By the second week of November, most Californians will probably believe they were correct when they set up the “top two” primary election system used for the first time this year.
In more than 20 legislative and congressional districts, candidates from the same party are now facing off in general election campaigns, with the strong possibility that at least some will moderate hard-line views in an effort to win votes from members of the other party who have never had a voice in districts dominated by one major party or the other.
But that doesn’t mean opponents of the new system aren’t entitled to object to some aspects of it, and they have. A lawsuit filed by longtime election analyst Richard Winger, operator of a newsletter called Ballot Access News, and several others associated with minor parties claimed the new primary setup is flawed because it almost always excludes minor parties from runoff elections, because it doesn’t allow for write-in votes in runoffs and because it doesn’t allow candidates to call themselves Independent, but lists those without party affiliation as “no party preference.” Write-ins are still counted in primaries.
Those plaintiffs may have been wrong in some of their assertions – minor parties, for instance, get a place on runoff ballots if one of their candidates is among the top two vote-getters in the primary – but they made a valid point on write-ins.
Those votes are usually inconsequential, but there have been cases where they accomplished a lot. One example: In 2010, after losing in the Alaska Republican primary, where no top two system exists, U.S. Sen. Lisa Murkowski ran as a write-in during the general election and won. She was the first senator elected that way since South Carolina’s Strom Thurmond in 1954.
Of course, had she been in a top two primary, Murkowski’s write-in drive appealing to many Democrats would not have been needed, as her name would have been on the ballot to start with. But no similar write-in effort can now occur in California.
The lawsuit by Winger and friends was filed against the state of California, which defended it and won. When the case landed in San Francisco Superior Court, others intervened. These included billionaire Charles Munger, chief financier of the 2010 Prop. 14 that set up top-two, and moderate Republican congressional candidate Abel Maldonado, the former appointed lieutenant governor who pushed hard for top-two. Both billed themselves as reformers and both claimed Attorney General Kamala Harris could not or would not defend the new primary system as well as they would like.
And so, while Winger and his fellow plaintiffs await a related hearing in federal appeals court, they’ve been hit with a state court order demanding they pay the wealthy interveners in the case $243,000 because they lost. Winger, for one, is liable for one-sixth of that sum, which he says would represent more than 10 percent of all his assets. Other plaintiffs have not said anything definite, but some could be pushed into bankruptcy by the attorney fee claim.

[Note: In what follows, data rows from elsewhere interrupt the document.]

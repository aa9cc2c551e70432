use std::collections::{HashMap, HashSet};

use chrono::{Local, Utc};
use reqwest::header::{HeaderMap, HeaderValue};
use reqwest::Method;
use serde_json::{json, Map, Value};
use tracing::{debug, info, warn};

use appointment_cell::{AppointmentBookingService, AppointmentStatus, StatusChange, Viewer};
use profile_cell::{Profile, ProfileService};
use shared_config::AppConfig;
use shared_database::supabase::SupabaseClient;
use shared_models::role::Role;

use crate::models::{
    record_from_row, AttendedPatients, ClinicalRecord, ClinicalRecordError, CreateClinicalRecordRequest,
    RecordEntry, UpdateClinicalRecordRequest, DEFAULT_REVIEW,
};
use crate::services::{pdf, validation};

pub struct ClinicalRecordService {
    supabase: SupabaseClient,
    profiles: ProfileService,
    appointments: AppointmentBookingService,
}

impl ClinicalRecordService {
    pub fn new(config: &AppConfig) -> Self {
        Self {
            supabase: SupabaseClient::new(config),
            profiles: ProfileService::new(config),
            appointments: AppointmentBookingService::new(config),
        }
    }

    async fn fetch_records(&self, query: &str, auth_token: &str) -> Result<Vec<ClinicalRecord>, ClinicalRecordError> {
        let path = format!("/rest/v1/historias_clinicas?{}", query);
        let rows: Vec<Value> = self.supabase
            .request(Method::GET, &path, Some(auth_token), None)
            .await
            .map_err(|e| ClinicalRecordError::DatabaseError(e.to_string()))?;

        rows.into_iter().map(record_from_row).collect()
    }

    pub async fn get_record(&self, record_id: &str, auth_token: &str) -> Result<ClinicalRecord, ClinicalRecordError> {
        let query = format!("id=eq.{}", urlencoding::encode(record_id));
        self.fetch_records(&query, auth_token)
            .await?
            .into_iter()
            .next()
            .ok_or(ClinicalRecordError::NotFound)
    }

    /// Profiles of the given users keyed by id. A failed lookup is logged and
    /// yields an empty map.
    async fn profiles_by_id(&self, ids: HashSet<&str>, auth_token: &str) -> HashMap<String, Profile> {
        let ids: Vec<String> = ids.into_iter().map(str::to_string).collect();
        match self.profiles.profiles_by_ids(&ids, auth_token).await {
            Ok(profiles) => profiles.into_iter().map(|p| (p.user_id.clone(), p)).collect(),
            Err(e) => {
                warn!("Could not load profiles for clinical records: {}", e);
                HashMap::new()
            }
        }
    }

    async fn enrich(
        &self,
        records: Vec<ClinicalRecord>,
        with_patients: bool,
        with_specialists: bool,
        auth_token: &str,
    ) -> Vec<RecordEntry> {
        let patients = if with_patients {
            self.profiles_by_id(records.iter().map(|r| r.paciente_id.as_str()).collect(), auth_token).await
        } else {
            HashMap::new()
        };
        let specialists = if with_specialists {
            self.profiles_by_id(records.iter().map(|r| r.especialista_id.as_str()).collect(), auth_token).await
        } else {
            HashMap::new()
        };

        records
            .into_iter()
            .map(|historia| RecordEntry {
                paciente: patients.get(&historia.paciente_id).cloned(),
                especialista: specialists.get(&historia.especialista_id).cloned(),
                historia,
            })
            .collect()
    }

    // ==========================================================================
    // CREATE
    // ==========================================================================

    /// Stores the record of an accepted appointment and completes it.
    pub async fn create_record(
        &self,
        appointment_id: &str,
        viewer: &Viewer,
        request: CreateClinicalRecordRequest,
        auth_token: &str,
    ) -> Result<ClinicalRecord, ClinicalRecordError> {
        let appointment = self
            .appointments
            .get_appointment(appointment_id, auth_token)
            .await
            .map_err(|e| match e {
                appointment_cell::AppointmentError::NotFound => ClinicalRecordError::AppointmentNotFound,
                other => other.into(),
            })?;

        if !viewer.is_specialist_of(&appointment) {
            warn!("User {} tried to document appointment {}", viewer.user_id, appointment_id);
            return Err(ClinicalRecordError::Unauthorized);
        }
        if appointment.estado != AppointmentStatus::Accepted {
            return Err(ClinicalRecordError::AppointmentNotAccepted(appointment.estado));
        }

        let existing = format!("select=id,turno_id&turno_id=eq.{}", urlencoding::encode(appointment_id));
        let existing_rows: Vec<Value> = self.supabase
            .request(
                Method::GET,
                &format!("/rest/v1/historias_clinicas?{}", existing),
                Some(auth_token),
                None,
            )
            .await
            .map_err(|e| ClinicalRecordError::DatabaseError(e.to_string()))?;
        if !existing_rows.is_empty() {
            return Err(ClinicalRecordError::AlreadyExists);
        }

        let validated = validation::validate_new_record(&request)?;
        let resena = request
            .resena
            .as_deref()
            .map(str::trim)
            .filter(|r| !r.is_empty())
            .unwrap_or(DEFAULT_REVIEW)
            .to_string();

        let now = Utc::now().to_rfc3339();
        let row = json!({
            "paciente_id": appointment.pacienteid,
            "especialista_id": appointment.especialistaid,
            "turno_id": appointment.id,
            "fecha_atencion": now,
            "altura": validated.altura,
            "peso": validated.peso,
            "temperatura": validated.temperatura,
            "presion": validated.presion,
            "datos_dinamicos": validated.datos_dinamicos,
            "created_at": now,
            "updated_at": now,
        });

        let mut headers = HeaderMap::new();
        headers.insert("Prefer", HeaderValue::from_static("return=representation"));

        let result: Vec<Value> = self.supabase
            .request_with_headers(Method::POST, "/rest/v1/historias_clinicas", Some(auth_token), Some(row), Some(headers))
            .await
            .map_err(|e| ClinicalRecordError::DatabaseError(e.to_string()))?;

        let created = result
            .into_iter()
            .next()
            .ok_or_else(|| ClinicalRecordError::DatabaseError("Failed to create clinical record".to_string()))?;
        let record = record_from_row(created)?;
        info!("Clinical record {} created for appointment {}", record.id, appointment_id);

        if let Err(e) = self
            .appointments
            .change_status(appointment_id, viewer, StatusChange::Complete { resena }, auth_token)
            .await
        {
            warn!("Appointment {} not completed, removing record {}: {}", appointment_id, record.id, e);
            let path = format!("/rest/v1/historias_clinicas?id=eq.{}", urlencoding::encode(&record.id));
            if let Err(cleanup) = self.supabase
                .request_empty(Method::DELETE, &path, Some(auth_token), None)
                .await
            {
                warn!("Could not remove orphaned clinical record {}: {}", record.id, cleanup);
            }
            return Err(e.into());
        }

        Ok(record)
    }

    // ==========================================================================
    // READS
    // ==========================================================================

    /// Records of a patient, newest first, with the specialist who wrote each.
    /// Readable by the patient, administrators and specialists who attended them.
    pub async fn records_for_patient(
        &self,
        patient_id: &str,
        viewer: &Viewer,
        auth_token: &str,
    ) -> Result<Vec<RecordEntry>, ClinicalRecordError> {
        debug!("Fetching clinical records for patient: {}", patient_id);
        let query = format!(
            "paciente_id=eq.{}&order=fecha_atencion.desc",
            urlencoding::encode(patient_id)
        );
        let records = self.fetch_records(&query, auth_token).await?;

        let allowed = match viewer.role {
            Role::Administrator => true,
            Role::Patient => viewer.user_id == patient_id,
            Role::Specialist => records.iter().any(|r| r.especialista_id == viewer.user_id),
        };
        if !allowed {
            warn!("User {} denied access to records of {}", viewer.user_id, patient_id);
            return Err(ClinicalRecordError::Unauthorized);
        }

        Ok(self.enrich(records, false, true, auth_token).await)
    }

    pub async fn records_for_specialist(
        &self,
        specialist_id: &str,
        auth_token: &str,
    ) -> Result<Vec<RecordEntry>, ClinicalRecordError> {
        let query = format!(
            "especialista_id=eq.{}&order=fecha_atencion.desc",
            urlencoding::encode(specialist_id)
        );
        let records = self.fetch_records(&query, auth_token).await?;
        Ok(records.into_iter().map(RecordEntry::bare).collect())
    }

    pub async fn all_records(&self, auth_token: &str) -> Result<Vec<RecordEntry>, ClinicalRecordError> {
        let records = self.fetch_records("order=fecha_atencion.desc", auth_token).await?;
        Ok(self.enrich(records, true, true, auth_token).await)
    }

    /// Unique patients with at least one record by the specialist, first-seen order.
    pub async fn patients_attended(
        &self,
        specialist_id: &str,
        auth_token: &str,
    ) -> Result<AttendedPatients, ClinicalRecordError> {
        let query = format!(
            "select=paciente_id&especialista_id=eq.{}",
            urlencoding::encode(specialist_id)
        );
        let rows: Vec<Value> = self.supabase
            .request(Method::GET, &format!("/rest/v1/historias_clinicas?{}", query), Some(auth_token), None)
            .await
            .map_err(|e| ClinicalRecordError::DatabaseError(e.to_string()))?;

        let mut seen = HashSet::new();
        let paciente_ids: Vec<String> = rows
            .iter()
            .filter_map(|row| row["paciente_id"].as_str())
            .filter(|id| seen.insert(id.to_string()))
            .map(str::to_string)
            .collect();

        let found = self.profiles.profiles_by_ids(&paciente_ids, auth_token).await?;
        let mut by_id: HashMap<String, Profile> = found.into_iter().map(|p| (p.user_id.clone(), p)).collect();
        let pacientes = paciente_ids.iter().filter_map(|id| by_id.remove(id)).collect();

        Ok(AttendedPatients { paciente_ids, pacientes })
    }

    pub async fn records_for_patient_by_specialist(
        &self,
        patient_id: &str,
        specialist_id: &str,
        auth_token: &str,
    ) -> Result<Vec<RecordEntry>, ClinicalRecordError> {
        let query = format!(
            "paciente_id=eq.{}&especialista_id=eq.{}&order=fecha_atencion.desc",
            urlencoding::encode(patient_id),
            urlencoding::encode(specialist_id)
        );
        let records = self.fetch_records(&query, auth_token).await?;
        Ok(records.into_iter().map(RecordEntry::bare).collect())
    }

    // ==========================================================================
    // UPDATE / DELETE
    // ==========================================================================

    pub async fn update_record(
        &self,
        record_id: &str,
        viewer: &Viewer,
        request: UpdateClinicalRecordRequest,
        auth_token: &str,
    ) -> Result<ClinicalRecord, ClinicalRecordError> {
        let record = self.get_record(record_id, auth_token).await?;
        if viewer.role != Role::Specialist || record.especialista_id != viewer.user_id {
            return Err(ClinicalRecordError::Unauthorized);
        }
        if request.is_empty() {
            return Err(ClinicalRecordError::ValidationError("No hay cambios para guardar".to_string()));
        }

        let validated = validation::validate_update(&request)?;

        let mut patch = Map::new();
        if let Some(altura) = validated.altura {
            patch.insert("altura".to_string(), json!(altura));
        }
        if let Some(peso) = validated.peso {
            patch.insert("peso".to_string(), json!(peso));
        }
        if let Some(temperatura) = validated.temperatura {
            patch.insert("temperatura".to_string(), json!(temperatura));
        }
        if let Some(presion) = validated.presion {
            patch.insert("presion".to_string(), json!(presion));
        }
        if let Some(datos) = validated.datos_dinamicos {
            patch.insert("datos_dinamicos".to_string(), json!(datos));
        }
        patch.insert("updated_at".to_string(), json!(Utc::now().to_rfc3339()));

        let path = format!("/rest/v1/historias_clinicas?id=eq.{}", urlencoding::encode(record_id));
        let mut headers = HeaderMap::new();
        headers.insert("Prefer", HeaderValue::from_static("return=representation"));

        let result: Vec<Value> = self.supabase
            .request_with_headers(Method::PATCH, &path, Some(auth_token), Some(Value::Object(patch)), Some(headers))
            .await
            .map_err(|e| ClinicalRecordError::DatabaseError(e.to_string()))?;

        let updated = result.into_iter().next().ok_or(ClinicalRecordError::NotFound)?;
        info!("Clinical record {} updated by {}", record_id, viewer.user_id);
        record_from_row(updated)
    }

    pub async fn delete_record(&self, record_id: &str, auth_token: &str) -> Result<(), ClinicalRecordError> {
        self.get_record(record_id, auth_token).await?;

        let path = format!("/rest/v1/historias_clinicas?id=eq.{}", urlencoding::encode(record_id));
        self.supabase
            .request_empty(Method::DELETE, &path, Some(auth_token), None)
            .await
            .map_err(|e| ClinicalRecordError::DatabaseError(e.to_string()))?;

        info!("Clinical record {} deleted", record_id);
        Ok(())
    }

    // ==========================================================================
    // EXPORT
    // ==========================================================================

    pub async fn export_patient_pdf(
        &self,
        patient_id: &str,
        viewer: &Viewer,
        auth_token: &str,
    ) -> Result<Vec<u8>, ClinicalRecordError> {
        let entries = self.records_for_patient(patient_id, viewer, auth_token).await?;
        let patient = self
            .profiles
            .find_profile(patient_id, auth_token)
            .await?
            .ok_or(ClinicalRecordError::PatientNotFound)?;

        let bytes = pdf::render_patient_history(&patient, &entries, Local::now().date_naive())?;
        info!("Exported {} clinical records of {} as PDF", entries.len(), patient_id);
        Ok(bytes)
    }
}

This is just plain wrong. First, it serves to intimidate the not-so-wealthy from even attempting to challenge rich folks like Munger and Maldonado (whose family farm employs about 250 persons). And second, it is probably illegal. In a 1983 case called Christiansburg Garment Co. vs. EEOC, the U.S. Supreme Court held that attorney fees like those charged to Winger and his fellow plaintiffs can only be assessed if a case is “frivolous.” This lawsuit may have been wrong in some ways, and it may have lost – so far – but it raised legitimate questions that are anything but frivolous.
Neither Munger nor Maldonado has said why they went after Winger & Co., knowing full well the plaintiffs have few resources and used an attorney who works from his home. Neither Maldonado nor Munger/Maldonado attorney Chris Skinell of the San Rafael office of the large law firm Nielsen Merksamer Parrinello Gross & Leoni nor named partner Steve Merksamer, a former top aide to ex-Gov. George Deukmejian, responded to telephone and email inquiries about the case.
Their refusal to provide any other explanation leads to the obvious conclusion that their intent is to intimidate Winger and the other plaintiffs from proceeding with their federal appeal, for fear of an even larger fee assessment. Should they win out, they could also intimidate other not-so-wealthy potential plaintiffs from filing many kinds of lawsuits.
So far, the plaintiffs are not backing off. And no matter whether they are right or wrong on some of the points they’ve made in their intervention, the fee assessment sought by Munger and Maldonado is just plain wrongheaded.